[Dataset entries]
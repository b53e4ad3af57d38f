//! Coil switching sequences.
//!
//! A sequence maps a signed step index to the levels of the four ULN2003
//! inputs (IN1..IN4). Indices wrap with a true modulo so that stepping
//! backwards through zero walks the table in reverse.

/// Levels for IN1..IN4.
pub type CoilPattern = [bool; 4];

/// All coils released.
pub const COILS_OFF: CoilPattern = [false, false, false, false];

/// A cyclic coil switching table.
///
/// Implementors only provide the table; indexing and wrap-around are shared.
pub trait StepSequence {
    /// One full electrical cycle, in forward order.
    const TABLE: &'static [CoilPattern];

    /// Number of entries in one electrical cycle.
    #[inline]
    fn phases() -> usize {
        Self::TABLE.len()
    }

    /// Pattern for the given absolute step index.
    #[inline]
    fn pattern(index: i64) -> CoilPattern {
        let len = Self::TABLE.len() as i64;
        Self::TABLE[index.rem_euclid(len) as usize]
    }
}

/// Half-step drive: eight states per electrical cycle, alternating one and
/// two energized coils.
///
/// On a geared 28BYJ-48 this gives 4096 steps per output revolution.
#[derive(Debug, Clone, Copy, Default, PartialEq, Eq)]
pub struct HalfStep;

impl StepSequence for HalfStep {
    const TABLE: &'static [CoilPattern] = &[
        [false, false, false, true],
        [true, false, false, true],
        [true, false, false, false],
        [true, true, false, false],
        [false, true, false, false],
        [false, true, true, false],
        [false, false, true, false],
        [false, false, true, true],
    ];
}

/// Full-step two-phase-on drive: four states per cycle, two coils always
/// energized. Twice the step angle of [`HalfStep`] with more torque.
#[derive(Debug, Clone, Copy, Default, PartialEq, Eq)]
pub struct FullStep;

impl StepSequence for FullStep {
    const TABLE: &'static [CoilPattern] = &[
        [true, true, false, false],
        [false, true, true, false],
        [false, false, true, true],
        [true, false, false, true],
    ];
}
//! Shared test fixtures: recording pins and a pin board.

#![allow(dead_code)]

use std::collections::HashMap;
use std::sync::atomic::{AtomicBool, Ordering};
use std::sync::{Arc, Mutex};

use embedded_hal::digital::{Error, ErrorKind, ErrorType, OutputPin};
use unipolar_stepper::motor::PinSource;
use unipolar_stepper::{Uln2003Motor, Uln2003MotorBuilder};

/// Error returned by a pin switched into failure mode.
#[derive(Debug)]
pub struct PinFault;

impl Error for PinFault {
    fn kind(&self) -> ErrorKind {
        ErrorKind::Other
    }
}

/// Output pin that records every level written to it.
///
/// Clones share the same log and failure switch.
#[derive(Debug, Clone, Default)]
pub struct RecordingPin {
    log: Arc<Mutex<Vec<bool>>>,
    failing: Arc<AtomicBool>,
}

impl RecordingPin {
    pub fn writes(&self) -> Vec<bool> {
        self.log.lock().unwrap().clone()
    }

    pub fn write_count(&self) -> usize {
        self.log.lock().unwrap().len()
    }

    pub fn level(&self) -> Option<bool> {
        self.log.lock().unwrap().last().copied()
    }

    /// Live clones of this pin, including this one.
    pub fn holders(&self) -> usize {
        Arc::strong_count(&self.log)
    }

    pub fn set_failing(&self, failing: bool) {
        self.failing.store(failing, Ordering::SeqCst);
    }

    fn record(&mut self, level: bool) -> Result<(), PinFault> {
        if self.failing.load(Ordering::SeqCst) {
            return Err(PinFault);
        }
        self.log.lock().unwrap().push(level);
        Ok(())
    }
}

impl ErrorType for RecordingPin {
    type Error = PinFault;
}

impl OutputPin for RecordingPin {
    fn set_low(&mut self) -> Result<(), PinFault> {
        self.record(false)
    }

    fn set_high(&mut self) -> Result<(), PinFault> {
        self.record(true)
    }
}

/// Four recording pins, observed from the test while the motor owns clones.
#[derive(Debug, Clone, Default)]
pub struct PinBank {
    pub pins: [RecordingPin; 4],
}

impl PinBank {
    /// Patterns written so far, one per write of all four pins.
    pub fn patterns(&self) -> Vec<[bool; 4]> {
        let logs: Vec<Vec<bool>> = self.pins.iter().map(RecordingPin::writes).collect();
        let len = logs.iter().map(Vec::len).min().unwrap_or(0);
        (0..len)
            .map(|i| [logs[0][i], logs[1][i], logs[2][i], logs[3][i]])
            .collect()
    }

    pub fn levels(&self) -> [Option<bool>; 4] {
        [
            self.pins[0].level(),
            self.pins[1].level(),
            self.pins[2].level(),
            self.pins[3].level(),
        ]
    }

    pub fn write_count(&self) -> usize {
        self.pins.iter().map(RecordingPin::write_count).sum()
    }

    pub fn set_failing(&self, failing: bool) {
        for pin in &self.pins {
            pin.set_failing(failing);
        }
    }

    pub fn builder(&self) -> Uln2003MotorBuilder<RecordingPin> {
        let [in1, in2, in3, in4] = self.pins.clone();
        Uln2003Motor::builder().name("test").pins(in1, in2, in3, in4)
    }
}

/// Half-step motor on recording pins.
pub fn rig(ticks: i64) -> (Uln2003Motor<RecordingPin>, PinBank) {
    let bank = PinBank::default();
    let motor = bank
        .builder()
        .ticks_per_rotation(ticks)
        .build()
        .expect("valid motor");
    (motor, bank)
}

/// Named pins handed out on request.
#[derive(Debug, Default)]
pub struct TestBoard {
    pins: HashMap<String, RecordingPin>,
}

impl TestBoard {
    pub fn with_pins(names: &[&str]) -> Self {
        Self {
            pins: names
                .iter()
                .map(|n| (n.to_string(), RecordingPin::default()))
                .collect(),
        }
    }

    pub fn pin(&self, name: &str) -> RecordingPin {
        self.pins[name].clone()
    }
}

impl PinSource for TestBoard {
    type Pin = RecordingPin;

    fn output_pin(&mut self, name: &str) -> Option<RecordingPin> {
        self.pins.get(name).cloned()
    }
}
//! Speed to step-interval conversion.

use core::time::Duration;

use crate::config::units::Rpm;

/// Shortest interval the step loop will sleep between steps.
///
/// Sleeps below this are not reliably honoured by the OS scheduler and the
/// geared motor cannot follow them anyway.
pub const MIN_STEP_DELAY: Duration = Duration::from_micros(100);

/// Interval between steps for a requested speed.
#[derive(Debug, Clone, Copy, PartialEq, Eq)]
pub struct StepDelay {
    /// Interval to sleep after each step.
    pub duration: Duration,
    /// The computed interval was shorter than [`MIN_STEP_DELAY`] and was raised to it.
    pub clamped: bool,
}

/// Compute the inter-step interval for `rpm` on a motor with
/// `ticks_per_rotation` steps per shaft revolution.
///
/// Only the magnitude of `rpm` is used. Callers must not pass zero speed;
/// zero is handled as a stop before reaching this point.
pub fn step_delay(rpm: Rpm, ticks_per_rotation: u32) -> StepDelay {
    debug_assert!(rpm.value() != 0.0, "zero speed must be handled as a stop");

    let steps_per_sec = rpm.steps_per_sec(ticks_per_rotation);
    // Whole microseconds; float to int casts saturate.
    let micros = (1_000_000.0 / steps_per_sec) as u64;
    let computed = Duration::from_micros(micros);

    if computed < MIN_STEP_DELAY {
        StepDelay {
            duration: MIN_STEP_DELAY,
            clamped: true,
        }
    } else {
        StepDelay {
            duration: computed,
            clamped: false,
        }
    }
}
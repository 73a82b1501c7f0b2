use crate::domain::model::{Principle, Variant};
use crate::utils::error::Result;
use std::sync::Arc;

/// Line-oriented output sink every example prints through.
pub trait Console: Send + Sync {
    fn print(&self, line: &str);

    fn blank_line(&self) {
        self.print("");
    }
}

pub type SharedConsole = Arc<dyn Console>;

/// One runnable example: a principle shown from one side of its before/after pair.
pub trait Demo {
    fn principle(&self) -> Principle;
    fn variant(&self) -> Variant;
    fn run(&self, console: SharedConsole) -> Result<()>;
}
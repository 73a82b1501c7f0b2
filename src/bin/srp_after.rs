use anyhow::Context;
use solid_principles::utils::logger;
use solid_principles::{run_example, Principle, Variant};

fn main() -> anyhow::Result<()> {
    logger::init_cli_logger(false);

    run_example(Principle::SingleResponsibility, Variant::After)
        .context("srp_after example failed")
}
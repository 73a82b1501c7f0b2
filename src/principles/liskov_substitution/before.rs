use crate::config::toml_config::BirdsConfig;
use crate::domain::model::{Principle, Variant};
use crate::domain::ports::{Console, Demo, SharedConsole};
use crate::utils::error::Result;

/// Every bird is assumed to fly.
pub trait Bird {
    fn name(&self) -> &str;

    fn fly(&self) -> String {
        format!("{} is flying.", self.name())
    }
}

#[derive(Debug, Clone, PartialEq, Eq)]
pub struct Sparrow {
    pub name: String,
}

impl Sparrow {
    pub fn new(name: impl Into<String>) -> Self {
        Self { name: name.into() }
    }
}

impl Bird for Sparrow {
    fn name(&self) -> &str {
        &self.name
    }
}

#[derive(Debug, Clone, PartialEq, Eq)]
pub struct Penguin {
    pub name: String,
}

impl Penguin {
    pub fn new(name: impl Into<String>) -> Self {
        Self { name: name.into() }
    }
}

impl Bird for Penguin {
    fn name(&self) -> &str {
        &self.name
    }

    // Forced override: the substitute no longer honors what `fly` promises.
    fn fly(&self) -> String {
        format!("{} cannot fly.", self.name)
    }
}

pub fn make_bird_fly(console: &dyn Console, bird: &dyn Bird) {
    console.print(&bird.fly());
}

pub struct BirdsDemo {
    config: BirdsConfig,
}

impl BirdsDemo {
    pub fn new(config: BirdsConfig) -> Self {
        Self { config }
    }
}

impl Demo for BirdsDemo {
    fn principle(&self) -> Principle {
        Principle::LiskovSubstitution
    }

    fn variant(&self) -> Variant {
        Variant::Before
    }

    fn run(&self, console: SharedConsole) -> Result<()> {
        let sparrow = Sparrow::new(self.config.flying.as_str());
        let penguin = Penguin::new(self.config.flightless.as_str());

        make_bird_fly(console.as_ref(), &sparrow);
        make_bird_fly(console.as_ref(), &penguin);

        Ok(())
    }
}
use anyhow::Context;
use solid_principles::utils::logger;
use solid_principles::{run_example, Principle, Variant};

fn main() -> anyhow::Result<()> {
    logger::init_cli_logger(false);

    run_example(Principle::LiskovSubstitution, Variant::Before)
        .context("lsp_before example failed")
}
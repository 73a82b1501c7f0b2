use anyhow::Context;
use clap::Parser;
use solid_principles::core::registry::build_demos;
use solid_principles::utils::{logger, validation::Validate};
use solid_principles::{CliConfig, DemoConfig, DemoRunner, StdoutConsole, Transcript};

fn main() -> anyhow::Result<()> {
    let cli = CliConfig::parse();

    if cli.log_json {
        logger::init_json_logger(cli.verbose);
    } else {
        logger::init_cli_logger(cli.verbose);
    }

    tracing::info!("Starting solid runner");
    if cli.verbose {
        tracing::debug!("CLI config: {:?}", cli);
    }

    let config = match &cli.config {
        Some(path) => {
            tracing::info!("Loading example inputs from: {}", path);
            DemoConfig::from_file(path)
                .with_context(|| format!("failed to load config file '{}'", path))?
        }
        None => DemoConfig::default(),
    };

    if let Err(e) = config.validate() {
        tracing::error!("Configuration validation failed: {}", e);
        eprintln!("❌ {}", e);
        std::process::exit(1);
    }

    let demos = build_demos(
        &cli.principle.principles(),
        &cli.variant.variants(),
        &config,
    );
    tracing::info!("Running {} example(s)", demos.len());

    if cli.json {
        let transcripts = demos
            .iter()
            .map(|demo| DemoRunner::capture(demo.as_ref()))
            .collect::<Result<Vec<Transcript>, _>>()?;
        println!("{}", serde_json::to_string_pretty(&transcripts)?);
        return Ok(());
    }

    let runner = DemoRunner::new(StdoutConsole::shared());
    for (i, demo) in demos.iter().enumerate() {
        if i > 0 {
            println!();
        }
        println!("### {} ({})", demo.principle(), demo.variant());
        runner
            .run(demo.as_ref())
            .with_context(|| format!("{} example ({}) failed", demo.principle(), demo.variant()))?;
    }

    Ok(())
}
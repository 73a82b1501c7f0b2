use anyhow::Context;
use solid_principles::utils::logger;
use solid_principles::{run_example, Principle, Variant};

fn main() -> anyhow::Result<()> {
    logger::init_cli_logger(false);

    run_example(Principle::DependencyInversion, Variant::After)
        .context("dip_after example failed")
}
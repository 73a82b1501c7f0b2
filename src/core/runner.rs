use crate::adapters::MemoryConsole;
use crate::core::{Demo, Result, SharedConsole, Transcript};
use std::sync::Arc;

pub struct DemoRunner {
    console: SharedConsole,
}

impl DemoRunner {
    pub fn new(console: SharedConsole) -> Self {
        Self { console }
    }

    pub fn run(&self, demo: &dyn Demo) -> Result<()> {
        tracing::debug!("Running {} example ({})", demo.principle(), demo.variant());

        demo.run(self.console.clone()).map_err(|e| {
            tracing::error!(
                "{} example ({}) failed: {}",
                demo.principle(),
                demo.variant(),
                e
            );
            e
        })?;

        tracing::debug!("{} example ({}) finished", demo.principle(), demo.variant());
        Ok(())
    }

    /// Runs a demo against a fresh in-memory console and returns what it printed.
    pub fn capture(demo: &dyn Demo) -> Result<Transcript> {
        let console = MemoryConsole::new();
        DemoRunner::new(Arc::new(console.clone())).run(demo)?;

        Ok(Transcript {
            principle: demo.principle(),
            variant: demo.variant(),
            lines: console.take_lines(),
        })
    }
}
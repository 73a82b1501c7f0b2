//! Open/Closed: filtering a product catalog.
//!
//! [`before::ProductFilter`] grows a new method for every criterion.
//! [`after`] closes the filter against modification: a new criterion is a new
//! [`after::Specification`] implementation and nothing else changes.

pub mod after;
pub mod before;

use crate::domain::ports::Console;
use serde::{Deserialize, Serialize};
use std::fmt;

#[derive(Debug, Clone, Copy, PartialEq, Eq, Hash, Serialize, Deserialize)]
#[serde(rename_all = "lowercase")]
pub enum Color {
    Red,
    Green,
    Orange,
}

impl fmt::Display for Color {
    fn fmt(&self, f: &mut fmt::Formatter<'_>) -> fmt::Result {
        match self {
            Color::Red => f.write_str("red"),
            Color::Green => f.write_str("green"),
            Color::Orange => f.write_str("orange"),
        }
    }
}

#[derive(Debug, Clone, Copy, PartialEq, Eq, Hash, Serialize, Deserialize)]
#[serde(rename_all = "lowercase")]
pub enum Size {
    Small,
    Medium,
    Large,
}

impl fmt::Display for Size {
    fn fmt(&self, f: &mut fmt::Formatter<'_>) -> fmt::Result {
        match self {
            Size::Small => f.write_str("small"),
            Size::Medium => f.write_str("medium"),
            Size::Large => f.write_str("large"),
        }
    }
}

#[derive(Debug, Clone, PartialEq, Eq, Serialize, Deserialize)]
pub struct Product {
    pub name: String,
    pub color: Color,
    pub size: Size,
}

impl Product {
    pub fn new(name: impl Into<String>, color: Color, size: Size) -> Self {
        Self {
            name: name.into(),
            color,
            size,
        }
    }
}

impl fmt::Display for Product {
    fn fmt(&self, f: &mut fmt::Formatter<'_>) -> fmt::Result {
        write!(f, "{} is {} and {}", self.name, self.color, self.size)
    }
}

pub fn sample_catalog() -> Vec<Product> {
    vec![
        Product::new("Chilly", Color::Green, Size::Small),
        Product::new("Apple", Color::Red, Size::Small),
        Product::new("Jackfruit", Color::Green, Size::Medium),
        Product::new("Pumkin", Color::Orange, Size::Large),
        Product::new("Coriander", Color::Green, Size::Small),
    ]
}

pub(crate) fn print_products<'a>(
    console: &dyn Console,
    heading: &str,
    products: impl IntoIterator<Item = &'a Product>,
) {
    console.print(heading);
    for product in products {
        console.print(&format!("- {}", product));
    }
}
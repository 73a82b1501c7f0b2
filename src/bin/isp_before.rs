use anyhow::Context;
use solid_principles::utils::logger;
use solid_principles::{run_example, Principle, Variant};

fn main() -> anyhow::Result<()> {
    logger::init_cli_logger(false);

    run_example(Principle::InterfaceSegregation, Variant::Before)
        .context("isp_before example failed")
}
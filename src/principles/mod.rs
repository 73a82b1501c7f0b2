//! The five example pairs. Each module has a `before` variant that violates
//! its principle and an `after` variant that follows it; the two never share
//! state and never depend on another principle's module.

pub mod dependency_inversion;
pub mod interface_segregation;
pub mod liskov_substitution;
pub mod open_closed;
pub mod single_responsibility;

> TASK DIRECTIONS
In the entries above, find every line holding the word "SharedConsole" and copy it out.

> ANSWER TO THE PROBLEM
pub type SharedConsole = Arc<dyn Console>;
    fn run(&self, console: SharedConsole) -> Result<()>;
use crate::domain::ports::{Console, Demo, SharedConsole};
    fn run(&self, console: SharedConsole) -> Result<()> {
use crate::core::{Demo, Result, SharedConsole, Transcript};
    console: SharedConsole,
    pub fn new(console: SharedConsole) -> Self {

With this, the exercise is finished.